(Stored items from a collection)
===
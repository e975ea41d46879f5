#![warn(missing_docs)]
#![warn(clippy::missing_safety_doc)]
#![warn(clippy::missing_errors_doc)]

//! ddecorr is a library of the per-visibility kernels a direction-dependent
//! gridder applies when correcting visibilities: reduced 2x2 Jones matrix
//! algebra, blending of direction-dependent calibration solutions,
//! calibration-error normalisation and smearing decorrelation.
//!
//! # Examples
//!
//! Here's an example of correcting a visibility on one baseline for a facet
//!
//! ```rust
//! use ddecorr::{
//!     apply_inverse_jones, baseline_jones, c64, decorrelation_factor, ndarray::Array4,
//!     ClusterDirections, DirectionSelection, InterpMode, Jones, JonesTensor, MatrixKind,
//!     NormaliseConfig, PolContextBuilder, PolMatrix, SmearConfigBuilder, UVW,
//! };
//!
//! // diagonal solutions with dimensions [timestep][direction][antenna][channel]
//! let solutions = Array4::from_shape_fn((1, 3, 2, 1), |(_, d, a, _)| {
//!     let g = c64::from_polar(1.0 + 0.1 * a as f64, 0.2 * d as f64);
//!     Jones::from([g, c64::new(0., 0.), c64::new(0., 0.), g.conj()])
//! });
//!
//! // the processing mode is fixed before any matrix is touched
//! let ctx = PolContextBuilder::default()
//!     .jones_kind("Diag".parse::<MatrixKind>().unwrap())
//!     .build()
//!     .unwrap();
//! let tensor = JonesTensor::new(solutions.view(), ctx.jones_kind);
//!
//! // blend the directions surrounding the facet centre
//! let (l0, m0) = (0.01, -0.02);
//! let dirs = ClusterDirections::new(
//!     vec![0.0, 0.02, -0.05],
//!     vec![0.0, -0.01, 0.04],
//!     vec![5.0, 2.0, 1.0],
//! )
//! .unwrap();
//! let selection = DirectionSelection::new(
//!     &dirs,
//!     "Krigging".parse::<InterpMode>().unwrap(),
//!     l0,
//!     m0,
//!     0.01,
//!     1.0,
//! );
//!
//! let uvw = UVW { u: 250., v: -80., w: 4. };
//! let (j1, j2) = baseline_jones(&ctx, &tensor, 0, (0, 1), &selection, &NormaliseConfig::default(), &uvw);
//!
//! // correct a measured visibility, and weight it by its decorrelation
//! let vis = PolMatrix::from(Jones::identity());
//! let corrected = apply_inverse_jones(&ctx, &j1, &vis, &j2);
//! assert!(!corrected.any_nan());
//!
//! let smear_cfg = SmearConfigBuilder::default()
//!     .freq_smear(true)
//!     .channel_width_hz(40e3)
//!     .build()
//!     .unwrap();
//! let uvw_rate = UVW { u: 0.01, v: 0.02, w: 0. };
//! let factor = decorrelation_factor(uvw, uvw_rate, l0, m0, &smear_cfg);
//! assert!(factor > 0.0 && factor <= 1.0);
//! ```
//!
//! # Details
//!
//! A facet may also be corrected for a primary beam, see [`FacetSolutions`].
//!
//! Every operation takes an explicit [`PolContext`] rather than reading a
//! global, and none of the per-visibility operations allocate, log or return
//! errors, so they can be called concurrently from any number of threads on
//! disjoint samples.

pub mod algebra;
pub use algebra::{MatrixKind, PolContext, PolContextBuilder, PolMatrix, ProcessMode};

pub mod jones;
pub use jones::JonesTensor;

pub mod normalise;
pub use normalise::{
    normalise_jones, CalibErrorModel, DDMode, NormaliseConfig, NormaliseConfigBuilder,
};

pub mod decorrelation;
pub use decorrelation::{decorrelation_factor, SmearConfig, SmearConfigBuilder, SmearMode};

pub mod directions;
pub use directions::{ClusterDirections, DirectionSelection, InterpMode};

pub mod calibration;
pub use calibration::{
    apply_inverse_jones, apply_jones, baseline_jones, combine_and_correct, FacetSolutions,
};

pub mod constants;

pub mod error;
pub use error::DDECorrError;

pub use marlu::{self, c64, ndarray, Complex, Jones, UVW};

#[cfg(test)]
mod types;

#[cfg(test)]
mod test_common;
===
_WHAT YOU HAVE TO DO_
The lines in the entries above that carry the word "dependent" must be copied.

_WRITTEN RESPONSE_
//! ddecorr is a library of the per-visibility kernels a direction-dependent
//! algebra, blending of direction-dependent calibration solutions,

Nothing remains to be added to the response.